▶ [WORK TO COMPLETE]
Filter the entries and keep only the lines where the string "clock" appears.

Stored entries
________________________________________
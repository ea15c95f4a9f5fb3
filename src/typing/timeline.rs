//! Simulated clock for the typing state machine.
//!
//! [`Timeline`] drives a [`TypingState`] synchronously, stamping each tick
//! with the virtual time at which a real engine would have rendered it.
//! Nothing sleeps, so previews and tests are deterministic and instant.

use std::time::Duration;

use serde::Serialize;

use super::phrases::PhraseList;
use super::state::{Stage, TypingState};
use super::timing::Timing;

/// One rendered frame on the virtual clock.
#[derive(Debug, Clone, PartialEq, Eq, Serialize)]
pub struct Frame {
    /// Virtual time of the render, measured from the first tick.
    #[serde(serialize_with = "serialize_millis", rename = "at_ms")]
    pub at: Duration,
    /// Text shown from this frame on.
    pub text: String,
    /// Phrase the state machine is working on after the tick.
    pub phrase_index: usize,
    /// Stage until the next frame.
    #[serde(serialize_with = "serialize_stage")]
    pub stage: Stage,
}

#[allow(clippy::trivially_copy_pass_by_ref)]
fn serialize_millis<S: serde::Serializer>(d: &Duration, s: S) -> Result<S::Ok, S::Error> {
    s.serialize_u64(u64::try_from(d.as_millis()).unwrap_or(u64::MAX))
}

#[allow(clippy::trivially_copy_pass_by_ref)]
fn serialize_stage<S: serde::Serializer>(stage: &Stage, s: S) -> Result<S::Ok, S::Error> {
    s.serialize_str(stage.as_str())
}

/// Deterministic driver for a typing state machine.
#[derive(Debug, Clone)]
pub struct Timeline {
    phrases: PhraseList,
    timing: Timing,
    state: TypingState,
    now: Duration,
}

impl Timeline {
    /// Creates a timeline at virtual time zero.
    #[must_use]
    pub fn new(phrases: PhraseList, timing: Timing) -> Self {
        Self {
            phrases,
            timing,
            state: TypingState::new(),
            now: Duration::ZERO,
        }
    }

    /// Virtual time of the next frame.
    #[must_use]
    pub const fn now(&self) -> Duration {
        self.now
    }

    /// Underlying state machine.
    #[must_use]
    pub const fn state(&self) -> &TypingState {
        &self.state
    }

    /// Produces the next frame and advances the clock by its delay.
    pub fn next_frame(&mut self) -> Frame {
        let tick = self.state.tick(&self.phrases, &self.timing);
        let frame = Frame {
            at: self.now,
            text: tick.text,
            phrase_index: self.state.phrase_index(),
            stage: tick.stage,
        };
        self.now += tick.delay;
        frame
    }

    /// Produces the next `n` frames.
    pub fn take(&mut self, n: usize) -> Vec<Frame> {
        (0..n).map(|_| self.next_frame()).collect()
    }

    /// Produces every frame rendered before `window` elapses on the
    /// virtual clock, counted from the current time.
    pub fn run_for(&mut self, window: Duration) -> Vec<Frame> {
        let end = self.now + window;
        let mut frames = Vec::new();
        while self.now < end {
            frames.push(self.next_frame());
        }
        frames
    }

    /// Time one full type-pause-delete-advance cycle of the phrase at
    /// `phrase_index` takes.
    #[must_use]
    pub fn cycle_duration(&self, phrase_index: usize) -> Duration {
        self.timing
            .cycle_duration(self.phrases.char_len(phrase_index))
    }

    /// Time it takes to cycle through every phrase once.
    #[must_use]
    pub fn loop_duration(&self) -> Duration {
        (0..self.phrases.len())
            .map(|i| self.cycle_duration(i))
            .sum()
    }
}

#[cfg(test)]
mod tests {
    use super::*;

    fn timeline(attr: &str) -> Timeline {
        Timeline::new(PhraseList::parse(attr).unwrap(), Timing::default())
    }

    fn ms(n: u64) -> Duration {
        Duration::from_millis(n)
    }

    #[test]
    fn test_frames_are_stamped_with_virtual_time() {
        let mut tl = timeline("Go|Rust");
        let frames = tl.take(5);
        let stamps: Vec<(Duration, &str)> =
            frames.iter().map(|f| (f.at, f.text.as_str())).collect();
        assert_eq!(
            stamps,
            vec![
                (ms(0), "G"),
                (ms(100), "Go"),
                (ms(1600), "G"),
                (ms(1650), ""),
                (ms(2150), "R"),
            ]
        );
    }

    #[test]
    fn test_run_for_stops_at_window() {
        let mut tl = timeline("Go|Rust");
        let frames = tl.run_for(ms(1600));
        assert_eq!(frames.len(), 2);
        assert_eq!(tl.now(), ms(1600));

        // The window is relative to the current time.
        let next = tl.run_for(ms(51));
        assert_eq!(next.len(), 2);
        assert_eq!(next[1].text, "");
    }

    #[test]
    fn test_cycle_duration_matches_frames() {
        let mut tl = timeline("Go|Rust");
        let cycle = tl.cycle_duration(0);
        tl.run_for(cycle);
        assert_eq!(tl.now(), cycle);
        assert_eq!(tl.state().phrase_index(), 1);
        assert_eq!(tl.state().char_index(), 0);
    }

    #[test]
    fn test_loop_duration_returns_to_start() {
        let mut tl = timeline("Go|Rust|Zig");
        let full_loop = tl.loop_duration();
        tl.run_for(full_loop);
        assert_eq!(tl.now(), full_loop);
        assert_eq!(tl.state().phrase_index(), 0);
        assert_eq!(tl.next_frame().text, "G");
    }

    #[test]
    fn test_frame_serializes_millis_and_stage() {
        let mut tl = timeline("Go");
        tl.next_frame();
        let frame = tl.next_frame();
        let json = serde_json::to_value(&frame).unwrap();
        assert_eq!(json["at_ms"], 100);
        assert_eq!(json["text"], "Go");
        assert_eq!(json["stage"], "paused_at_full");
        assert_eq!(json["phrase_index"], 0);
    }
}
________________________________________
▶ [TASK RESPONSE]
//! Simulated clock for the typing state machine.
/// One rendered frame on the virtual clock.
    /// Produces the next frame and advances the clock by its delay.
    /// virtual clock, counted from the current time.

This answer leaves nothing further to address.